··· Information shown ···

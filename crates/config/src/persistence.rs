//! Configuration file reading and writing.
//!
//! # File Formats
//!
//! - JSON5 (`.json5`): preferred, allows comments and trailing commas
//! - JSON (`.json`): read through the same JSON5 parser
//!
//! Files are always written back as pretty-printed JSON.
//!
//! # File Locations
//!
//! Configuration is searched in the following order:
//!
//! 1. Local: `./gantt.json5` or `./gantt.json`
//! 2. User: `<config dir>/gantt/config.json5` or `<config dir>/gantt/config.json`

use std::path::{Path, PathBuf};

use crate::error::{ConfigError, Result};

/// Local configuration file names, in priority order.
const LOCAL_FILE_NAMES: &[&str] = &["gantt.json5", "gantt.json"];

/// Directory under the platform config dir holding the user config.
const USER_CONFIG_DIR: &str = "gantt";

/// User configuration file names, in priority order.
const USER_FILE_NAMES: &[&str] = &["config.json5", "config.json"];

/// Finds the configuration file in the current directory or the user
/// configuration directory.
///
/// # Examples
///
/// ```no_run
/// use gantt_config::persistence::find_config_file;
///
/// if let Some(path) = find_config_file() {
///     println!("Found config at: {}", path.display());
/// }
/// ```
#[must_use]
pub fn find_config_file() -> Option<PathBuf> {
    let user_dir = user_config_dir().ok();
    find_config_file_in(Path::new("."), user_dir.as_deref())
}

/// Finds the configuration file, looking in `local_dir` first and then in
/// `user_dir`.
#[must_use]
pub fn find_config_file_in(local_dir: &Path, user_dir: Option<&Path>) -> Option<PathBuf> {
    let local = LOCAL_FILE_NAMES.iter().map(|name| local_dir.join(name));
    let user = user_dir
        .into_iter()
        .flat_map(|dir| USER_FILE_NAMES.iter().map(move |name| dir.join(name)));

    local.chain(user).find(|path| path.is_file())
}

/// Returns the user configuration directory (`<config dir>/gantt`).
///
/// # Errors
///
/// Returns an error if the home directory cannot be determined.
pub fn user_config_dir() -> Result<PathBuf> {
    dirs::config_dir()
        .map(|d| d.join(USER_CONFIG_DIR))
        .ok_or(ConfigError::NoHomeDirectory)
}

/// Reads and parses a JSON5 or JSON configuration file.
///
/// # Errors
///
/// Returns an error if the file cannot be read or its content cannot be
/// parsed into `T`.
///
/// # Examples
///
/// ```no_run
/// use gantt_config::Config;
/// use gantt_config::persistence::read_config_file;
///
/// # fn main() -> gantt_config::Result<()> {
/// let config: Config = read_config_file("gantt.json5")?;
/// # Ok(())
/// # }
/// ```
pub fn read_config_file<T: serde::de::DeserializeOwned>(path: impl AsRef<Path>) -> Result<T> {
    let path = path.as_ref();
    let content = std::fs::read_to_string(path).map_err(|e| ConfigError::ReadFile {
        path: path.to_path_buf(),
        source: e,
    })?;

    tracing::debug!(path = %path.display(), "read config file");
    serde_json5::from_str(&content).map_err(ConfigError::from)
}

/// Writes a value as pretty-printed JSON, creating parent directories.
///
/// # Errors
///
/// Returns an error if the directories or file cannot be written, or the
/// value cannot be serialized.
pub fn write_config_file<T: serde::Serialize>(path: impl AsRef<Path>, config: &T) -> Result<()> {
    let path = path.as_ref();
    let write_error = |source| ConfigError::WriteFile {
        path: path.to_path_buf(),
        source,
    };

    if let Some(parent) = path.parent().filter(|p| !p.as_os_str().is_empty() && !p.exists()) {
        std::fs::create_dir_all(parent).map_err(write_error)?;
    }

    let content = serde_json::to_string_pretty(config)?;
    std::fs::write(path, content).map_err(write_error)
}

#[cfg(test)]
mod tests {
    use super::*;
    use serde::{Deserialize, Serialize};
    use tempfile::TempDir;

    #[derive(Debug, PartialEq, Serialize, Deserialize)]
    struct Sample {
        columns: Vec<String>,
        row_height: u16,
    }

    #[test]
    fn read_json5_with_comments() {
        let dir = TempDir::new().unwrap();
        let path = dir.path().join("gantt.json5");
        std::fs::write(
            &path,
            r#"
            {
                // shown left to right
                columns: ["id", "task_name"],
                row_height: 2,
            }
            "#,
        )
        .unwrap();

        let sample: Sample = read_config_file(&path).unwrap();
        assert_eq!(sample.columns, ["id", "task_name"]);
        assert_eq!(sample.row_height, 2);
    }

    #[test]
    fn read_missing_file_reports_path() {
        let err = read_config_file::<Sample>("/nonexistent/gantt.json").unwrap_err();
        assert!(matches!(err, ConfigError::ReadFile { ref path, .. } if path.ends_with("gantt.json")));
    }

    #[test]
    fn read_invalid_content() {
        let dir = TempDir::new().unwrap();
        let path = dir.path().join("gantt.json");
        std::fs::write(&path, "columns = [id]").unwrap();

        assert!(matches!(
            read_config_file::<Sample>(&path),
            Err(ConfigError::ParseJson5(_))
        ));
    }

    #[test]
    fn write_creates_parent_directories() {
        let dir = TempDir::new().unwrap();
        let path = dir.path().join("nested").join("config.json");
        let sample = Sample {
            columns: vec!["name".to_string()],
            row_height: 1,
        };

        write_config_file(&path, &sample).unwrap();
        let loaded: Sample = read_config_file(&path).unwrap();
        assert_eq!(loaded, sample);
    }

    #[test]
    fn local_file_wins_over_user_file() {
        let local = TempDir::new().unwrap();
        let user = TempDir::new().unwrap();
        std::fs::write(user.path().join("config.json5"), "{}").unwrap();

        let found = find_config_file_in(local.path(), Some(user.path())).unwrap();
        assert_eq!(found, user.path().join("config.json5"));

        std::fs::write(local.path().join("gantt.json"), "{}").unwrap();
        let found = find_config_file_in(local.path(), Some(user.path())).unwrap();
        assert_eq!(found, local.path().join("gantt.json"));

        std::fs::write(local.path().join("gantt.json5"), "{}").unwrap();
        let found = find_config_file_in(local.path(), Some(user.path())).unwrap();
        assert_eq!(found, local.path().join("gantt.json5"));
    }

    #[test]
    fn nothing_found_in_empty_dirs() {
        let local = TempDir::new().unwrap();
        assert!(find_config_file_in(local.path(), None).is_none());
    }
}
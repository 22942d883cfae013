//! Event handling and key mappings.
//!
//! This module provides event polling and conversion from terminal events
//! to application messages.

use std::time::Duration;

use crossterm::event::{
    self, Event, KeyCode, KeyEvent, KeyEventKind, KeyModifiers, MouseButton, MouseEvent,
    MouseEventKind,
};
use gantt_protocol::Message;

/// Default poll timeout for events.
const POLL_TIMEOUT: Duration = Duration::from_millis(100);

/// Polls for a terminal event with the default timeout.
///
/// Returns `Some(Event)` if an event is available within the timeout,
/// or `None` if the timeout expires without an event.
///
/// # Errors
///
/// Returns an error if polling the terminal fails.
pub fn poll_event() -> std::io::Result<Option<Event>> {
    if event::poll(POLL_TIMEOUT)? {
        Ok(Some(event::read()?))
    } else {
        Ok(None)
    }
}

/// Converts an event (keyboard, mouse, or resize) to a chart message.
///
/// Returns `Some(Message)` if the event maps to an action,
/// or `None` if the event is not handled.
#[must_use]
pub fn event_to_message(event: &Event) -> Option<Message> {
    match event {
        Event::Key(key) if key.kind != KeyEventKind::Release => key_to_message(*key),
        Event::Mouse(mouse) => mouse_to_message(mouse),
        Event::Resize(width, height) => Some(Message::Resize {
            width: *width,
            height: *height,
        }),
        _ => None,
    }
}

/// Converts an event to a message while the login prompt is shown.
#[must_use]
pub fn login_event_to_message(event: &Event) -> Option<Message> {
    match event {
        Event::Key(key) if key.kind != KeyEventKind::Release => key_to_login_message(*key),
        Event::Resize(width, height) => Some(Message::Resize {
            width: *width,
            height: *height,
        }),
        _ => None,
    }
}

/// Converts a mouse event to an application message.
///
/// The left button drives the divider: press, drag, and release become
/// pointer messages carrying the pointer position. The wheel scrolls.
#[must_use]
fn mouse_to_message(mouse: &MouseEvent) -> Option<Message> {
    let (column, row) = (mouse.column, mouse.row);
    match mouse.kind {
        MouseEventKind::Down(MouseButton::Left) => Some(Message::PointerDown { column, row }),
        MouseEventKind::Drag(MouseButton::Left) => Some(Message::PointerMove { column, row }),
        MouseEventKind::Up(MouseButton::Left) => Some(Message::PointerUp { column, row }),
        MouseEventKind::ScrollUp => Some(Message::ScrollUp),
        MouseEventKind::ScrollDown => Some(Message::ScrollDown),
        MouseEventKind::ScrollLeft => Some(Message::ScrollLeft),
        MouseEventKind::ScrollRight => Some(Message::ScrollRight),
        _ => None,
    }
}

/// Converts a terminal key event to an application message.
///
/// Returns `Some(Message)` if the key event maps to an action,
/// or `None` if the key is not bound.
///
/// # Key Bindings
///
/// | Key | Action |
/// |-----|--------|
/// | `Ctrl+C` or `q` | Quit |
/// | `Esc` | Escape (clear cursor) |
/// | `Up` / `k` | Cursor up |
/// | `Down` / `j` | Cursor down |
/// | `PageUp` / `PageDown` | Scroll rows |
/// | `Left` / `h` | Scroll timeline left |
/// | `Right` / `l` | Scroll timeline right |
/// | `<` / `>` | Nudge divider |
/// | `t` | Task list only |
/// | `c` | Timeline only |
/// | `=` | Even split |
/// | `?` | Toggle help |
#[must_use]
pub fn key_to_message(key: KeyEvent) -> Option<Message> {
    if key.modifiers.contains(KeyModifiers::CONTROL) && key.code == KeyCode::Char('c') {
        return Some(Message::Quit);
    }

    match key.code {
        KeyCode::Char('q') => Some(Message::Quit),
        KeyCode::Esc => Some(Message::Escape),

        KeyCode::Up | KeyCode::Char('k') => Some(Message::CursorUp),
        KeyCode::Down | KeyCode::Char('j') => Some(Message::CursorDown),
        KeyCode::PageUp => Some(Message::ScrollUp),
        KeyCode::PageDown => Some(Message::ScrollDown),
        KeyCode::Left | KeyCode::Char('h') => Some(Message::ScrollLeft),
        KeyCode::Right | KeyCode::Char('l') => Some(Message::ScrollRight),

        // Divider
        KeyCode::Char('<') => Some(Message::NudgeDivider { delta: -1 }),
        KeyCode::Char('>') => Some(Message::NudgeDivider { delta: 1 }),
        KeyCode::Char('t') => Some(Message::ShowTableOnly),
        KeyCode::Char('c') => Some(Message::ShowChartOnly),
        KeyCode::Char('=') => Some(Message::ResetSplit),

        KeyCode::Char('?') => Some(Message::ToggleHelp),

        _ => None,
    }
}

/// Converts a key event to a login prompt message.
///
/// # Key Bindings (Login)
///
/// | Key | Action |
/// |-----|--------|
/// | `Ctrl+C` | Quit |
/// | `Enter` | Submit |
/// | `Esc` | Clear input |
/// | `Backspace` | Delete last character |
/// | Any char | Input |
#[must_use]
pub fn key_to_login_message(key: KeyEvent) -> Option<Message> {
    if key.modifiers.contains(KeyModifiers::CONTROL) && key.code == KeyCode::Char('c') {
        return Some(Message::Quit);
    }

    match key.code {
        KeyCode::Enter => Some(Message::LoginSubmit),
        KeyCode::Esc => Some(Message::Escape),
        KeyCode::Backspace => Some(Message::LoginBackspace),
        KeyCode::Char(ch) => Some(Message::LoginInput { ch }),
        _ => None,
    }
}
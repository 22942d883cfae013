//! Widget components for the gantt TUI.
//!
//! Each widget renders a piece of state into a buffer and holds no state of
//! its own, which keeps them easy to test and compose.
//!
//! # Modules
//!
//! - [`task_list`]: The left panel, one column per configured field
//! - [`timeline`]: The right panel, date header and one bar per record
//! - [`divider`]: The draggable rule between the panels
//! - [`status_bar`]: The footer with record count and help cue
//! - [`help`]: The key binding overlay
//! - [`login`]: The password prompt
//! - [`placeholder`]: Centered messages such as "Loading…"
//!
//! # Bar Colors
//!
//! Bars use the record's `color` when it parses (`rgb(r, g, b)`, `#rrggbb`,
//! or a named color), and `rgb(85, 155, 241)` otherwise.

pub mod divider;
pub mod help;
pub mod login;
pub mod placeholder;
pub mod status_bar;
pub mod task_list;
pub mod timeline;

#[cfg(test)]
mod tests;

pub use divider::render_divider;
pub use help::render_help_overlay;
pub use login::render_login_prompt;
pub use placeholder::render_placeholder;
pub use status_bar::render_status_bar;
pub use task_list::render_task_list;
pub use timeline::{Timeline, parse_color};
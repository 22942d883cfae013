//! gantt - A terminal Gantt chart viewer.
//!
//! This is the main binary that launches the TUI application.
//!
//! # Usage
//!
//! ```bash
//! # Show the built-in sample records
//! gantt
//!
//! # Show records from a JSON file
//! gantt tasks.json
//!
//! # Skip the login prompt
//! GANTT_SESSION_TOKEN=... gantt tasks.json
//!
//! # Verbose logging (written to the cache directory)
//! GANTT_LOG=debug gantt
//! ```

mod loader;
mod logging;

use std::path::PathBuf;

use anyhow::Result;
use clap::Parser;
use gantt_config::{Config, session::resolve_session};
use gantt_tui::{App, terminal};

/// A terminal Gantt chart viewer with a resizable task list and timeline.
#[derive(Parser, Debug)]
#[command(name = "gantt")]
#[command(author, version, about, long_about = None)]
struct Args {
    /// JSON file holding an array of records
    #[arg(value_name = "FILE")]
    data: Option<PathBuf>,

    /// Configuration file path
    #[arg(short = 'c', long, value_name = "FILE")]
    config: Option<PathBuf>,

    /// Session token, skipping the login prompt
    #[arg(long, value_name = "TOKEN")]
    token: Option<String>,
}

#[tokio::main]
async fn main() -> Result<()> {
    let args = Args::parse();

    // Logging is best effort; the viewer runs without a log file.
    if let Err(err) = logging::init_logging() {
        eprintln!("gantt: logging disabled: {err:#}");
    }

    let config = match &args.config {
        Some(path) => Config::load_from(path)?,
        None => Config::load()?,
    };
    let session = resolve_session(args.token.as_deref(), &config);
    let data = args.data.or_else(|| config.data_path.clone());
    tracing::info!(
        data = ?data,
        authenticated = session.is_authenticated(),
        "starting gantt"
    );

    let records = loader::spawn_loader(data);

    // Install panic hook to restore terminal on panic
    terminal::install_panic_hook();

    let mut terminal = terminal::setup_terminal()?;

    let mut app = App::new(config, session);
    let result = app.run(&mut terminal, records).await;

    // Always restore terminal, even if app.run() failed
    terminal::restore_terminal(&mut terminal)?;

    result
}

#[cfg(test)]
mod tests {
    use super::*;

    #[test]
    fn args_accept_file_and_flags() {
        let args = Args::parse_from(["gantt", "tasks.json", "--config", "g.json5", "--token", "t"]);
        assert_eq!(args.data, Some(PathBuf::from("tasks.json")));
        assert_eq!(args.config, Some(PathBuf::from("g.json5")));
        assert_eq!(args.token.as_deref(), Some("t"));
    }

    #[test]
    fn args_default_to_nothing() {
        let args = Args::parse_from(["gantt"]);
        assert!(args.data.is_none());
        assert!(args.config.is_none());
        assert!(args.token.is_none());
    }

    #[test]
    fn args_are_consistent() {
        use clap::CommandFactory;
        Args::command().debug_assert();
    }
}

···

- _What to produce_
Wherever the string "tasks" is found in the listing above, copy the line that contains it.

- _Exercise solution_
//! gantt tasks.json
//! GANTT_SESSION_TOKEN=... gantt tasks.json
        let args = Args::parse_from(["gantt", "tasks.json", "--config", "g.json5", "--token", "t"]);
        assert_eq!(args.data, Some(PathBuf::from("tasks.json")));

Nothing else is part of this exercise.